## EXERCISE DETAILS
A line qualifies if it holds the string "ReentrantMutexGuard". Copy every qualifying line from the records.

· · · ·

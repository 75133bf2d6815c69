//! The indexing throttle.
//!
//! When active, the throttle admits one indexing thread at a time through a
//! reentrant gate; when inactive, acquisition is free. Activation is
//! reference-counted by the engine: merge backpressure and indexing-buffer
//! pressure share the same gate.

use std::sync::atomic::{AtomicBool, AtomicI64, Ordering};
use std::sync::Arc;

use parking_lot::{ReentrantMutex, ReentrantMutexGuard};

use crate::engine::config::Clock;

/// A gate that serializes indexing while throttling is active.
#[derive(Debug)]
pub struct IndexThrottle {
    gate: ReentrantMutex<()>,
    active: AtomicBool,
    /// Millisecond timestamp of the current activation, if any.
    start_of_throttle_millis: AtomicI64,
    accumulated_throttle_millis: AtomicI64,
    clock: Arc<dyn Clock>,
}

impl IndexThrottle {
    pub fn new(clock: Arc<dyn Clock>) -> Self {
        IndexThrottle {
            gate: ReentrantMutex::new(()),
            active: AtomicBool::new(false),
            start_of_throttle_millis: AtomicI64::new(0),
            accumulated_throttle_millis: AtomicI64::new(0),
            clock,
        }
    }

    /// Pass the gate. Blocks behind other indexing threads only while the
    /// throttle is active.
    pub fn acquire_throttle(&self) -> ThrottleGuard<'_> {
        if self.active.load(Ordering::Acquire) {
            ThrottleGuard {
                _guard: Some(self.gate.lock()),
            }
        } else {
            ThrottleGuard { _guard: None }
        }
    }

    /// Start throttling. Callers balance this with [`IndexThrottle::deactivate`].
    pub fn activate(&self) {
        if !self.active.swap(true, Ordering::AcqRel) {
            self.start_of_throttle_millis
                .store(self.clock.relative_time_millis(), Ordering::SeqCst);
        }
    }

    /// Stop throttling and fold the activation window into the counter.
    pub fn deactivate(&self) {
        if self.active.swap(false, Ordering::AcqRel) {
            let started = self.start_of_throttle_millis.load(Ordering::SeqCst);
            let elapsed = self.clock.relative_time_millis() - started;
            self.accumulated_throttle_millis
                .fetch_add(elapsed.max(0), Ordering::SeqCst);
        }
    }

    /// Whether the gate is currently active.
    pub fn is_throttled(&self) -> bool {
        self.active.load(Ordering::Acquire)
    }

    /// Total milliseconds spent throttled, including the current window.
    pub fn throttle_time_millis(&self) -> i64 {
        let mut total = self.accumulated_throttle_millis.load(Ordering::SeqCst);
        if self.active.load(Ordering::Acquire) {
            let started = self.start_of_throttle_millis.load(Ordering::SeqCst);
            total += (self.clock.relative_time_millis() - started).max(0);
        }
        total
    }
}

/// Scoped pass through the throttle gate.
#[derive(Debug)]
pub struct ThrottleGuard<'a> {
    _guard: Option<ReentrantMutexGuard<'a, ()>>,
}

#[cfg(test)]
mod tests {
    use super::*;
    use crate::engine::config::ManualClock;

    #[test]
    fn test_inactive_throttle_is_free() {
        let throttle = IndexThrottle::new(Arc::new(ManualClock::new()));
        assert!(!throttle.is_throttled());
        let _a = throttle.acquire_throttle();
        let _b = throttle.acquire_throttle();
        assert_eq!(throttle.throttle_time_millis(), 0);
    }

    #[test]
    fn test_throttle_time_accumulates_across_windows() {
        let clock = Arc::new(ManualClock::new());
        let throttle = IndexThrottle::new(clock.clone());

        throttle.activate();
        clock.advance_millis(25);
        assert_eq!(throttle.throttle_time_millis(), 25);
        throttle.deactivate();
        assert_eq!(throttle.throttle_time_millis(), 25);

        clock.advance_millis(100);
        throttle.activate();
        clock.advance_millis(5);
        throttle.deactivate();
        assert_eq!(throttle.throttle_time_millis(), 30);
    }

    #[test]
    fn test_active_gate_admits_one_thread_at_a_time() {
        let clock = Arc::new(ManualClock::new());
        let throttle = Arc::new(IndexThrottle::new(clock));
        throttle.activate();

        let guard = throttle.acquire_throttle();
        let contender = throttle.clone();
        let handle = std::thread::spawn(move || {
            // blocks until the first guard drops
            let _guard = contender.acquire_throttle();
        });
        std::thread::sleep(std::time::Duration::from_millis(20));
        assert!(!handle.is_finished());
        drop(guard);
        handle.join().unwrap();
    }
}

· · · ·

## ANSWER SECTION
use parking_lot::{ReentrantMutex, ReentrantMutexGuard};
    _guard: Option<ReentrantMutexGuard<'a, ()>>,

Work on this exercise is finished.